_Recorded information:_

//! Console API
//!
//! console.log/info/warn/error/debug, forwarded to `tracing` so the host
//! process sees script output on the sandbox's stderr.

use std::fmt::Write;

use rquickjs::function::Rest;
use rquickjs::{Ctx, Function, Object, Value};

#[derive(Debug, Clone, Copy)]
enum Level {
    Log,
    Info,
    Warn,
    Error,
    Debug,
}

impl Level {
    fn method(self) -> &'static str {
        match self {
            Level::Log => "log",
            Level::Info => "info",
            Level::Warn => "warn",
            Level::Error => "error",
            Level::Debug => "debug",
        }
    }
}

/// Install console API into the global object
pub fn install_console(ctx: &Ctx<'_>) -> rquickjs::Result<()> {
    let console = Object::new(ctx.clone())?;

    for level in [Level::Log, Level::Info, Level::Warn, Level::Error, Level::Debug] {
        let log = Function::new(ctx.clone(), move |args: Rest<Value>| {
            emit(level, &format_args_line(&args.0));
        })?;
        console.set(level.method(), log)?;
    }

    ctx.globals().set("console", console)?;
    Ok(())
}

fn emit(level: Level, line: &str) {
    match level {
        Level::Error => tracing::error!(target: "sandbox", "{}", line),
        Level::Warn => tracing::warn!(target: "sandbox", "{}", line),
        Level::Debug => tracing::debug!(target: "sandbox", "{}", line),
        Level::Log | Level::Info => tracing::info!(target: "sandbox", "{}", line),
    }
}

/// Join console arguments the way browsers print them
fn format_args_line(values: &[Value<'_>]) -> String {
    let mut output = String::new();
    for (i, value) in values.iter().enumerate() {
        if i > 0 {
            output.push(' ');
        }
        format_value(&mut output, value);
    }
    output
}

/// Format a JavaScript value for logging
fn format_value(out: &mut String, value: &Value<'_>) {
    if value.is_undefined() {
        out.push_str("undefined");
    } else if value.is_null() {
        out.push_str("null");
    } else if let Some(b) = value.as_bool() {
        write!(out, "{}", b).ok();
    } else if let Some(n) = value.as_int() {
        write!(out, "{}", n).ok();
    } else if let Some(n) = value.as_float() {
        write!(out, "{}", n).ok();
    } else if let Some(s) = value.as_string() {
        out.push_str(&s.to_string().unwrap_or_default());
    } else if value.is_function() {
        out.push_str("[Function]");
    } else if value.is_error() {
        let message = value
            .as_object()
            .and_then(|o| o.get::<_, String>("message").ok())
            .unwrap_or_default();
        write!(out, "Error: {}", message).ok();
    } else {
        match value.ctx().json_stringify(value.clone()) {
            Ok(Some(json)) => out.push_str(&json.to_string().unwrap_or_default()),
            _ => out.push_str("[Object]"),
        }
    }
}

_Exercise brief:_
Give back the complete data exactly as supplied.

_Response below:_
//! Console API
//!
//! console.log/info/warn/error/debug, forwarded to `tracing` so the host
//! process sees script output on the sandbox's stderr.

use std::fmt::Write;

use rquickjs::function::Rest;
use rquickjs::{Ctx, Function, Object, Value};

#[derive(Debug, Clone, Copy)]
enum Level {
    Log,
    Info,
    Warn,
    Error,
    Debug,
}

impl Level {
    fn method(self) -> &'static str {
        match self {
            Level::Log => "log",
            Level::Info => "info",
            Level::Warn => "warn",
            Level::Error => "error",
            Level::Debug => "debug",
        }
    }
}

/// Install console API into the global object
pub fn install_console(ctx: &Ctx<'_>) -> rquickjs::Result<()> {
    let console = Object::new(ctx.clone())?;

    for level in [Level::Log, Level::Info, Level::Warn, Level::Error, Level::Debug] {
        let log = Function::new(ctx.clone(), move |args: Rest<Value>| {
            emit(level, &format_args_line(&args.0));
        })?;
        console.set(level.method(), log)?;
    }

    ctx.globals().set("console", console)?;
    Ok(())
}

fn emit(level: Level, line: &str) {
    match level {
        Level::Error => tracing::error!(target: "sandbox", "{}", line),
        Level::Warn => tracing::warn!(target: "sandbox", "{}", line),
        Level::Debug => tracing::debug!(target: "sandbox", "{}", line),
        Level::Log | Level::Info => tracing::info!(target: "sandbox", "{}", line),
    }
}

/// Join console arguments the way browsers print them
fn format_args_line(values: &[Value<'_>]) -> String {
    let mut output = String::new();
    for (i, value) in values.iter().enumerate() {
        if i > 0 {
            output.push(' ');
        }
        format_value(&mut output, value);
    }
    output
}

/// Format a JavaScript value for logging
fn format_value(out: &mut String, value: &Value<'_>) {
    if value.is_undefined() {
        out.push_str("undefined");
    } else if value.is_null() {
        out.push_str("null");
    } else if let Some(b) = value.as_bool() {
        write!(out, "{}", b).ok();
    } else if let Some(n) = value.as_int() {
        write!(out, "{}", n).ok();
    } else if let Some(n) = value.as_float() {
        write!(out, "{}", n).ok();
    } else if let Some(s) = value.as_string() {
        out.push_str(&s.to_string().unwrap_or_default());
    } else if value.is_function() {
        out.push_str("[Function]");
    } else if value.is_error() {
        let message = value
            .as_object()
            .and_then(|o| o.get::<_, String>("message").ok())
            .unwrap_or_default();
        write!(out, "Error: {}", message).ok();
    } else {
        match value.ctx().json_stringify(value.clone()) {
            Ok(Some(json)) => out.push_str(&json.to_string().unwrap_or_default()),
            _ => out.push_str("[Object]"),
        }
    }
}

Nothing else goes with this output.